Master of St John's College, Cambridge (born 1965)

Heather Jane Hancock (born 27 August 1965) is a former civil servant who has held numerous positions related to North Yorkshire. Since 1 October 2020, she has been Master of St John's College, Cambridge.

== Early life and education ==
Hancock was born Heather Jane Wilkinson on 27 August 1965 in Colne, Lancashire, England. She was educated at Park High School, Colne, and Nelson and Colne College. She studied land economy at St John's College, Cambridge, gaining a first-class degree. She was made an honorary fellow of the college in February 2019. In 2021, she was made an honorary fellow of Trinity College Dublin and of Darwin College, Cambridge.

== Career ==
Hancock joined the Government Economic Service in 1988, and served as Private Secretary to three Home Secretaries: David Waddington, Kenneth Baker, and Kenneth Clarke. She was part of the team which created the new Department of National Heritage (now the Department for Digital, Culture, Media and Sport), established after the 1992 General Election, where she was Private Secretary to the Permanent Secretary, Hayden Phillips. She established the Millennium Commission in 1994, and served as its Acting Chief Executive and Deputy Chief Executive. She was chairman of the English Football League's working party on the structure of football from 1997 to 1998.
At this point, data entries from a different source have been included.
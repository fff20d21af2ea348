//! Table implementation
//!
//! Guarded operations over `TableState` plus snapshot scheduling.

use std::io::Write;
use std::path::{Path, PathBuf};

use crossbeam::channel::Receiver;
use parking_lot::Mutex;

use crate::config::{Config, SnapshotMode};
use crate::error::Result;
use crate::persistence::{self, SnapshotAck, SnapshotWriter};
use crate::record::Record;

use super::guard::TableGuard;
use super::state::TableState;
use super::{IndexReport, Listing};

/// A table of records of shape `R`
///
/// ## Concurrency Model
///
/// - Every public operation, lookups included, takes the table guard
/// - Mutations queue a full snapshot image before the guard is released,
///   so the writer sees images in mutation order
/// - Insert and update return once the image is queued (unless
///   `SnapshotMode::Synchronous`); delete waits until it is written
pub struct Table<R: Record> {
    /// Backing file
    path: PathBuf,

    /// Records and indexes behind the exclusive guard
    state: Mutex<TableState<R>>,

    /// Background writer owning `path`
    writer: SnapshotWriter,

    snapshot_mode: SnapshotMode,
}

impl<R: Record> Table<R> {
    /// Open the table's file inside `config.data_dir`
    pub fn open(config: &Config) -> Result<Self> {
        Self::open_path(&config.data_dir.join(R::FILE_NAME), config)
    }

    /// Open a table backed by an explicit file
    ///
    /// On startup:
    /// 1. Load every complete record from `path` (missing file = empty)
    /// 2. Rebuild the sequence and both indexes in file order
    /// 3. Start the snapshot writer
    pub fn open_path(path: &Path, config: &Config) -> Result<Self> {
        config.validate()?;

        let records = persistence::load::<R>(path)?;
        let loaded = records.len();
        let state = TableState::from_records(records, config.bucket_count, config.name_index_policy)?;

        tracing::info!(
            "Table {} opened from {} ({} records)",
            R::TABLE_NAME,
            path.display(),
            loaded
        );

        Ok(Self {
            path: path.to_path_buf(),
            state: Mutex::new(state),
            writer: SnapshotWriter::spawn(R::TABLE_NAME, path)?,
            snapshot_mode: config.snapshot_mode,
        })
    }

    // =========================================================================
    // Operations
    // =========================================================================

    /// Insert a new record
    ///
    /// Fails with `DuplicateKey` if a record with the same primary key exists,
    /// or `InvalidInput` if a field does not fit its slot.
    pub fn insert(&self, record: R) -> Result<()> {
        record.validate()?;
        let ack = {
            let mut state = self.lock();
            let key = record.primary_key();
            state.insert(record)?;
            tracing::debug!("{}: inserted record {}", R::TABLE_NAME, key);
            self.schedule_snapshot(&state, self.snapshot_mode == SnapshotMode::Synchronous)
        };
        self.await_snapshot(ack);
        Ok(())
    }

    /// Parse raw field values and insert the result
    pub fn insert_fields(&self, fields: &[&str]) -> Result<()> {
        self.insert(R::from_fields(fields)?)
    }

    /// Look up a record by primary key
    pub fn find_by_id(&self, key: i32) -> Option<R> {
        let state = self.lock();
        state
            .find_by_id(key)
            .and_then(|handle| state.get(handle))
            .cloned()
    }

    /// Look up a record by secondary key (always `None` for shapes without one)
    pub fn find_by_name(&self, name: &str) -> Option<R> {
        if R::SECONDARY_KEY.is_none() {
            return None;
        }
        let state = self.lock();
        state
            .find_by_name(name)
            .and_then(|handle| state.get(handle))
            .cloned()
    }

    /// Overwrite the record with primary key `key`
    ///
    /// The new record may carry a different key, as long as no other
    /// record already uses it.
    pub fn update(&self, key: i32, record: R) -> Result<()> {
        record.validate()?;
        let ack = {
            let mut state = self.lock();
            let new_key = record.primary_key();
            state.update(key, record)?;
            tracing::debug!("{}: updated record {} (now {})", R::TABLE_NAME, key, new_key);
            self.schedule_snapshot(&state, self.snapshot_mode == SnapshotMode::Synchronous)
        };
        self.await_snapshot(ack);
        Ok(())
    }

    /// Parse raw field values and update the record with key `key`
    pub fn update_fields(&self, key: i32, fields: &[&str]) -> Result<()> {
        self.update(key, R::from_fields(fields)?)
    }

    /// Remove the record with primary key `key`
    ///
    /// Returns once the backing file no longer holds the record (or the
    /// write failed, which is logged).
    pub fn delete(&self, key: i32) -> Result<()> {
        let ack = {
            let mut state = self.lock();
            state.delete(key)?;
            tracing::debug!("{}: deleted record {}", R::TABLE_NAME, key);
            self.schedule_snapshot(&state, true)
        };
        self.await_snapshot(ack);
        Ok(())
    }

    /// Copy of every record, newest insert first
    pub fn list(&self) -> Vec<R> {
        self.lock().records().cloned().collect()
    }

    /// Render every record to `out`, one per line
    pub fn display<W: Write + ?Sized>(&self, out: &mut W) -> Result<Listing> {
        let state = self.lock();

        writeln!(out, "\n{} List:", R::TABLE_NAME)?;

        if state.len() == 0 {
            writeln!(out, "No records found!")?;
            return Ok(Listing::Empty);
        }

        let mut rows = 0;
        for record in state.records() {
            writeln!(out, "{}", record.render())?;
            rows += 1;
        }
        Ok(Listing::Rows(rows))
    }

    /// Block until every queued snapshot is written
    pub fn sync(&self) -> Result<()> {
        self.writer.sync()
    }

    // =========================================================================
    // Accessors
    // =========================================================================

    /// Table display name
    pub fn name(&self) -> &'static str {
        R::TABLE_NAME
    }

    /// Backing file path
    pub fn path(&self) -> &Path {
        &self.path
    }

    /// Number of live records
    pub fn len(&self) -> usize {
        self.lock().len()
    }

    /// Check if the table has no records
    pub fn is_empty(&self) -> bool {
        self.len() == 0
    }

    /// Cross-check the sequence against both indexes
    pub fn index_report(&self) -> IndexReport {
        self.lock().report()
    }

    /// Number of snapshots the writer has completed
    pub fn snapshots_written(&self) -> u64 {
        self.writer.snapshots_written()
    }

    // =========================================================================
    // Private Helpers
    // =========================================================================

    fn lock(&self) -> TableGuard<'_, TableState<R>> {
        TableGuard::new(R::TABLE_NAME, self.state.lock())
    }

    /// Queue the current image; optionally queue a barrier to wait on
    ///
    /// Called with the guard held so images reach the writer in order.
    fn schedule_snapshot(
        &self,
        state: &TableState<R>,
        wait: bool,
    ) -> Option<Receiver<SnapshotAck>> {
        if let Err(e) = self.writer.submit(state.image()) {
            tracing::warn!("{}: could not schedule backup: {}", R::TABLE_NAME, e);
            return None;
        }

        if !wait {
            return None;
        }

        match self.writer.barrier() {
            Ok(ack) => Some(ack),
            Err(e) => {
                tracing::warn!("{}: could not schedule backup: {}", R::TABLE_NAME, e);
                None
            }
        }
    }

    /// Wait for a barrier outside the guard; failures are only logged
    fn await_snapshot(&self, ack: Option<Receiver<SnapshotAck>>) {
        if let Some(ack) = ack {
            if let Err(e) = SnapshotWriter::wait(&ack) {
                tracing::warn!("{}: backup failed: {}", R::TABLE_NAME, e);
            }
        }
    }
}

impl<R: Record> std::fmt::Debug for Table<R> {
    fn fmt(&self, f: &mut std::fmt::Formatter<'_>) -> std::fmt::Result {
        f.debug_struct("Table")
            .field("name", &R::TABLE_NAME)
            .field("path", &self.path)
            .finish()
    }
}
Hancock was the first female chief executive of the Yorkshire Dales National Park, from 1998 until 2000. She then became executive director for the environment and development at Yorkshire Forward. She was a founder trustee of the Yorkshire Dales Millennium Trust from 1996 to 2003.

From 2000 to 2012, she was a trustee of The Prince's Trust and chaired the charity's audit committee. Hancock chaired the BBC's Rural Affairs Advisory Committee from 2003 to 2010, and subsequently was invited by the BBC Trust to report on bias and impartiality in its coverage of rural affairs.

She became a governor of Giggleswick School in North Yorkshire in 2007, and was chairman from 2013 to 2019.

She was a Managing Partner of Deloitte in the United Kingdom and Switzerland between 2008 and 2014, with executive responsibility for Innovation, Brand, Communications and Talent, and a Partner in the firm's Strategy Consulting business from 2003 to 2014. She led the firm's global services to the 2012 Summer Olympics, and the global Olympic movement. Hancock was a member of Deloitte's global leadership team from 2011 to 2013 as Global MD for Brand and Communications.

Hancock was a Trustee of the International Business Leaders Forum from 2011 to 2014. She was deputy chair of the World Athletics Championships and World Para Athletics Championships from 2013 to 2016. She was a member of North Yorkshire County Council's North Yorkshire Rural Commission to inquire into the sustainability of remote rural communities from 2019 to 2020.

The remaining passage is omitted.